Jōtarō le miró con los ojos muy abiertos.

—¿Es eso lo que dice la carta?

—Sí, de modo que no hace falta que la lea, ¿no crees? Pero que no se diga que la casa de Yagyū rechaza insensiblemente a quienes la visitan. —Hizo una pausa y, como si hubiera ensayado sus palabras, siguió diciendo—: Pide al guardián que te lo explique todo. Cuando llegan a esta casa los estudiantes de guerrero, entran por la puerta principal y pasan a la del medio, a la derecha de la cual hay un edificio llamado Shin'indō, identificado por una placa de madera. Si lo solicitan al encargado, pueden descansar ahí durante algún tiempo, y hay los servicios necesarios para que pasen una o dos noches. Cuando se marchan, se les da una pequeña suma de dinero para ayudarles en su viaje. Pues bien, lo que has de hacer ahora es entregar esta carta al encargado del Shin'indō. ¿Entendido?

—¡No! —replicó Jōtarō. Sacudió la cabeza y alzó ligeramente el hombro derecho—. ¡Escuchad, señor!

—¿Y bien?

—No debéis juzgar a la gente por su aspecto. ¡No soy el hijo de un mendigo!

—Debo admitir que, en efecto, tienes cierta habilidad verbal.

—¿Por qué no echáis una mirada a la carta? Es posible que diga algo totalmente distinto a lo que creéis. ¿Qué haríais entonces? ¿Permitiríais que os cortara la cabeza?

—¡Espera un momento! —dijo Kizaemon, riéndose. Su cara, con la boca roja detrás de la barba erizada, parecía el interior de una castaña rota—. No, no puedes cortarme la cabeza.

—Bien, entonces leed la carta.

—Ven aquí.

—¿Por qué? —Jōtarō tuvo la aprensiva sensación de que había ido demasiado lejos.

—Admiro la determinación con que no estás dispuesto a permitir que el mensaje de tu maestro se quede sin entregar. La leeré.

—¿Y por qué no habríais de hacerlo? Sois el oficial de mayor rango en la casa de Yagyū, ¿no es cierto?

—Blandes soberbiamente la lengua. Esperemos que puedas hacer lo mismo con la espada cuando crezcas. —Rompió el sello de la carta y leyó en silencio el mensaje de Musashi. A medida que lo hacía su expresión iba poniéndose seria—. ¿Has traído algo junto con esta carta?

—¡Ah, sí, se me olvidaba! —Rápidamente, Jōtarō sacó del interior de su kimono el tallo de peonía.

Kizaemon examinó silenciosamente ambos extremos del tallo, con cierta expresión de perplejidad. No podía entender del todo el significado de la carta de Musashi.

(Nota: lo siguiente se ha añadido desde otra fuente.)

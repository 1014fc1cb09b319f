//! Build script for thermoloop-firmware
//!
//! - Sets up linker search paths and scripts for memory.x
//! - Validates thermoloop.toml at compile time, first as TOML, then with
//!   the same parser the firmware runs at boot

use std::env;
use std::fs::{self, File};
use std::io::Write;
use std::path::{Path, PathBuf};

fn main() {
    setup_linker();
    validate_config();
}

/// Set up linker search paths for memory.x
fn setup_linker() {
    let out_dir = PathBuf::from(env::var("OUT_DIR").unwrap());

    // Copy memory.x to the output directory
    let memory_x = include_bytes!("memory.x");
    let mut f = File::create(out_dir.join("memory.x")).unwrap();
    f.write_all(memory_x).unwrap();

    // Tell rustc where to find memory.x
    println!("cargo:rustc-link-search={}", out_dir.display());

    println!("cargo:rustc-link-arg-bins=--nmagic");
    println!("cargo:rustc-link-arg-bins=-Tlink.x");
    println!("cargo:rustc-link-arg-bins=-Tlink-rp.x");
    println!("cargo:rustc-link-arg-bins=-Tdefmt.x");

    // Re-run if memory.x changes
    println!("cargo:rerun-if-changed=memory.x");
    println!("cargo:rerun-if-changed=build.rs");
}

/// Expected shape of a config value
#[derive(Clone, Copy)]
enum Kind {
    /// Integer or float
    Number,
    /// Positive integer
    Count,
    /// Array of four digits 0-9
    Digits,
}

/// Known keys per section
const SCHEMA: &[(&str, &[(&str, Kind)])] = &[
    (
        "pid",
        &[
            ("kp", Kind::Number),
            ("ki", Kind::Number),
            ("kd", Kind::Number),
            ("integral_limit", Kind::Number),
            ("output_min", Kind::Number),
            ("output_max", Kind::Number),
        ],
    ),
    (
        "schedule",
        &[("tick_ms", Kind::Count), ("telemetry_every", Kind::Count)],
    ),
    ("display", &[("prefix", Kind::Digits)]),
    ("serial", &[("baudrate", Kind::Count)]),
];

/// Validate thermoloop.toml configuration at compile time
fn validate_config() {
    // Re-run if thermoloop.toml changes
    println!("cargo:rerun-if-changed=thermoloop.toml");

    let config_path = Path::new("thermoloop.toml");

    if !config_path.exists() {
        panic!(
            "\n\
            ╔══════════════════════════════════════════════════════════════════╗\n\
            ║  ERROR: thermoloop.toml not found!                               ║\n\
            ║                                                                  ║\n\
            ║  The firmware embeds thermoloop.toml at build time.              ║\n\
            ║  Please create one in the thermoloop-firmware directory.         ║\n\
            ╚══════════════════════════════════════════════════════════════════╝\n"
        );
    }

    let config_content = match fs::read_to_string(config_path) {
        Ok(content) => content,
        Err(e) => {
            panic!(
                "\n\
                ╔══════════════════════════════════════════════════════════════════╗\n\
                ║  ERROR: Failed to read thermoloop.toml                           ║\n\
                ║                                                                  ║\n\
                ║  Error: {:<56} ║\n\
                ╚══════════════════════════════════════════════════════════════════╝\n",
                e
            );
        }
    };

    // Parse and validate TOML syntax
    let config: toml::Value = match toml::from_str(&config_content) {
        Ok(value) => value,
        Err(e) => {
            let error_msg = e.to_string();
            panic!(
                "\n\
                ╔══════════════════════════════════════════════════════════════════╗\n\
                ║  ERROR: Invalid TOML syntax in thermoloop.toml                   ║\n\
                ╠══════════════════════════════════════════════════════════════════╣\n\
                ║                                                                  ║\n\
                {}\n\
                ║                                                                  ║\n\
                ╚══════════════════════════════════════════════════════════════════╝\n",
                format_error_lines(&error_msg)
            );
        }
    };

    let mut errors = validate_schema(&config);
    errors.extend(validate_ranges(&config));

    if !errors.is_empty() {
        panic!(
            "\n\
            ╔══════════════════════════════════════════════════════════════════╗\n\
            ║  ERROR: Invalid configuration in thermoloop.toml                 ║\n\
            ╠══════════════════════════════════════════════════════════════════╣\n\
            {}\n\
            ╚══════════════════════════════════════════════════════════════════╝\n",
            errors
                .iter()
                .map(|e| format!("║  • {:<62} ║", e))
                .collect::<Vec<_>>()
                .join("\n")
        );
    }

    // Same parser and validation the firmware runs at boot
    if let Err(e) = thermoloop_core::config::parse_config(&config_content) {
        panic!(
            "\n\
            ╔══════════════════════════════════════════════════════════════════╗\n\
            ║  ERROR: thermoloop.toml rejected by the firmware config parser   ║\n\
            ╠══════════════════════════════════════════════════════════════════╣\n\
            {}\n\
            ╚══════════════════════════════════════════════════════════════════╝\n",
            format_error_lines(&format!("{:?}", e))
        );
    }

    println!("cargo:warning=thermoloop.toml validated successfully");
}

/// Format error message lines with box drawing
fn format_error_lines(msg: &str) -> String {
    msg.lines()
        .map(|line| {
            let truncated = if line.len() > 64 {
                format!("{}...", &line[..61])
            } else {
                line.to_string()
            };
            format!("║  {:<64} ║", truncated)
        })
        .collect::<Vec<_>>()
        .join("\n")
}

/// Check that every section and key is known and has the right shape
fn validate_schema(config: &toml::Value) -> Vec<String> {
    let mut errors = Vec::new();

    let Some(root) = config.as_table() else {
        errors.push("top level must be a table".to_string());
        return errors;
    };

    for (section, value) in root {
        let Some(keys) = SCHEMA
            .iter()
            .find(|(name, _)| name == section)
            .map(|(_, keys)| *keys)
        else {
            errors.push(format!("unknown section [{}]", section));
            continue;
        };

        let Some(table) = value.as_table() else {
            errors.push(format!("[{}] must be a table", section));
            continue;
        };

        for (key, value) in table {
            let Some(kind) = keys.iter().find(|(k, _)| k == key).map(|(_, kind)| *kind) else {
                errors.push(format!("[{}] unknown key '{}'", section, key));
                continue;
            };

            let ok = match kind {
                Kind::Number => value.is_float() || value.is_integer(),
                Kind::Count => matches!(value.as_integer(), Some(n) if n > 0),
                Kind::Digits => value.as_array().is_some_and(|items| {
                    items.len() == 4
                        && items
                            .iter()
                            .all(|d| matches!(d.as_integer(), Some(0..=9)))
                }),
            };
            if !ok {
                let expected = match kind {
                    Kind::Number => "a number",
                    Kind::Count => "a positive integer",
                    Kind::Digits => "an array of four digits 0-9",
                };
                errors.push(format!("[{}] {} must be {}", section, key, expected));
            }
        }
    }

    errors
}

fn number(config: &toml::Value, section: &str, key: &str) -> Option<f64> {
    let value = config.get(section)?.get(key)?;
    value.as_float().or_else(|| value.as_integer().map(|n| n as f64))
}

/// Cross-field checks on the PID limits
fn validate_ranges(config: &toml::Value) -> Vec<String> {
    let mut errors = Vec::new();

    if let Some(limit) = number(config, "pid", "integral_limit") {
        if limit <= 0.0 {
            errors.push("[pid] integral_limit must be positive".to_string());
        }
    }

    let min = number(config, "pid", "output_min").unwrap_or(0.0);
    let max = number(config, "pid", "output_max").unwrap_or(255.0);
    if !(0.0..=255.0).contains(&min) || !(0.0..=255.0).contains(&max) {
        errors.push("[pid] output_min/output_max must be 0-255".to_string());
    }
    if min >= max {
        errors.push("[pid] output_min must be below output_max".to_string());
    }

    errors
}
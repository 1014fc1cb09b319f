//! ADC temperature sensor
//!
//! The sensor is an LM35-style analog part (10 mV/°C) on one of the RP2040
//! ADC inputs:
//! - ADC0: GPIO26
//! - ADC1: GPIO27
//! - ADC2: GPIO28
//! - ADC3: GPIO29

use embassy_rp::adc::{Adc, Blocking, Channel};
use thermoloop_core::traits::TemperatureSensor;

/// ADC full-scale count (12-bit)
pub const ADC_MAX: u32 = 4096;

/// ADC reference voltage in millivolts
pub const ADC_VREF_MV: u32 = 3300;

/// Sensor slope in millivolts per °C
pub const SENSOR_MV_PER_C: u32 = 10;

/// Convert a raw ADC count to °C × 100
///
/// °C × 100 = mV × 100 / slope, mV = count × vref / full-scale.
pub const fn adc_to_centi(count: u16) -> u16 {
    let centi = (count as u32 * ADC_VREF_MV * 100) / (ADC_MAX * SENSOR_MV_PER_C);
    if centi > u16::MAX as u32 {
        u16::MAX
    } else {
        centi as u16
    }
}

/// Temperature sensor on an ADC channel
///
/// A failed conversion repeats the previous sample so the control loop
/// always gets a reading.
pub struct AdcSensor {
    adc: Adc<'static, Blocking>,
    channel: Channel<'static>,
    last_centi: u16,
}

impl AdcSensor {
    pub fn new(adc: Adc<'static, Blocking>, channel: Channel<'static>) -> Self {
        Self {
            adc,
            channel,
            last_centi: 0,
        }
    }
}

impl TemperatureSensor for AdcSensor {
    fn read_centi(&mut self) -> u16 {
        match self.adc.blocking_read(&mut self.channel) {
            Ok(count) => {
                self.last_centi = adc_to_centi(count);
            }
            Err(_e) => {
                #[cfg(feature = "defmt")]
                defmt::warn!("ADC read error: {:?}, repeating last sample", _e);
            }
        }
        self.last_centi
    }
}
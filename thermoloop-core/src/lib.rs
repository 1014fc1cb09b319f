//! Board-agnostic core logic for the temperature regulator
//!
//! This crate contains everything that does not touch a register:
//!
//! - Port traits (sensor, heater output, segment display)
//! - Configuration types and the embedded config parser
//! - PID controller with clamped integral and accumulated output
//! - Display buffer and round-robin digit refresh
//! - Tick flag and telemetry gate
//! - Shared setpoint and the serial receive path
//! - The cooperative main loop tying it all together

#![no_std]
#![deny(unsafe_code)]

pub mod config;
pub mod control;
pub mod control_loop;
pub mod display;
pub mod link;
pub mod scheduler;
pub mod traits;

pub use control_loop::{ControlLoop, LoopEvent, Ports, TickReport};
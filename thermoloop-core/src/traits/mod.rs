//! Port traits
//!
//! These traits define the interface between the control loop and the
//! hardware. The serial transmit port is [`thermoloop_hal::UartTx`].

pub mod display;
pub mod heater;

pub use display::SegmentDisplay;
pub use heater::{HeaterOutput, TemperatureSensor};
pub use thermoloop_hal::UartTx;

Éste explicaba que la doncella de la posada le había dado la flor, diciendo que procedía del castillo, y que al examinar el tallo había descubierto que el corte no había sido hecho por «una persona ordinaria». El mensaje seguía diciendo: «Tras colocar la flor en un florero, percibí en ella cierto espíritu especial, y sentí que debía conocer a la persona que realizó el corte. Puede que la cuestión parezca trivial, pero si no os importa decirme qué miembro de vuestra casa lo ha hecho, os agradecería que me enviarais la respuesta por medio del muchacho que os entrega esta carta».

Eso era todo... No mencionaba que el firmante fuese un estudiante ni solicitaba un encuentro de esgrima.